RECORDED INFORMATION:

//! # Host Environment
//!
//! What the trail needs from whatever embeds it: a viewport, event
//! listeners, a per-frame callback and a drawing surface.
//!
//! All callbacks arrive on one thread and never overlap. The host calls
//! [`crate::CursorTrail::handle_event`] for events and
//! [`crate::CursorTrail::on_frame`] for frames.

use glimmer_ui::{Surface, SurfaceDescriptor, SurfaceResult, Viewport};

/// Token for one requested frame callback.
#[derive(Debug, Clone, Copy, PartialEq, Eq, Hash, PartialOrd, Ord)]
pub struct FrameHandle(pub u64);

/// Token for one registered event listener.
#[derive(Debug, Clone, Copy, PartialEq, Eq, Hash, PartialOrd, Ord)]
pub struct ListenerId(pub u64);

/// Kinds of event the trail listens for.
#[derive(Debug, Clone, Copy, PartialEq, Eq, Hash, PartialOrd, Ord)]
pub enum HostEventKind {
    /// Pointer moved.
    PointerMove,
    /// Viewport changed size.
    Resize,
}

/// An event delivered by the host.
#[derive(Debug, Clone, Copy, PartialEq)]
pub enum HostEvent {
    /// Pointer moved to screen position (px).
    PointerMove {
        /// X (px).
        x: f32,
        /// Y (px).
        y: f32,
    },
    /// Viewport is now this size.
    Resize(Viewport),
}

impl HostEvent {
    /// Which listener this event is for.
    #[must_use]
    pub const fn kind(&self) -> HostEventKind {
        match self {
            Self::PointerMove { .. } => HostEventKind::PointerMove,
            Self::Resize(_) => HostEventKind::Resize,
        }
    }
}

/// The embedding environment.
pub trait TrailHost {
    /// Current viewport size.
    fn viewport(&self) -> Viewport;

    /// Registers interest in an event kind.
    fn listen(&mut self, kind: HostEventKind) -> ListenerId;

    /// Removes a listener. Unknown ids are ignored.
    fn unlisten(&mut self, id: ListenerId);

    /// Asks for one callback before the next repaint.
    fn request_frame(&mut self) -> FrameHandle;

    /// Withdraws a frame request. Unknown or already-fired handles are ignored.
    fn cancel_frame(&mut self, handle: FrameHandle);

    /// Creates the overlay surface.
    ///
    /// # Errors
    ///
    /// Returns [`glimmer_ui::SurfaceError`] when no drawing context exists.
    fn create_surface(&mut self, descriptor: &SurfaceDescriptor) -> SurfaceResult<Box<dyn Surface>>;
}

impl<H: TrailHost + ?Sized> TrailHost for &mut H {
    fn viewport(&self) -> Viewport {
        (**self).viewport()
    }

    fn listen(&mut self, kind: HostEventKind) -> ListenerId {
        (**self).listen(kind)
    }

    fn unlisten(&mut self, id: ListenerId) {
        (**self).unlisten(id);
    }

    fn request_frame(&mut self) -> FrameHandle {
        (**self).request_frame()
    }

    fn cancel_frame(&mut self, handle: FrameHandle) {
        (**self).cancel_frame(handle);
    }

    fn create_surface(&mut self, descriptor: &SurfaceDescriptor) -> SurfaceResult<Box<dyn Surface>> {
        (**self).create_surface(descriptor)
    }
}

TASK REQUIREMENTS: In the listing above, find each line with "ignored" and copy it.

PROBLEM SOLUTION:
    /// Removes a listener. Unknown ids are ignored.
    /// Withdraws a frame request. Unknown or already-fired handles are ignored.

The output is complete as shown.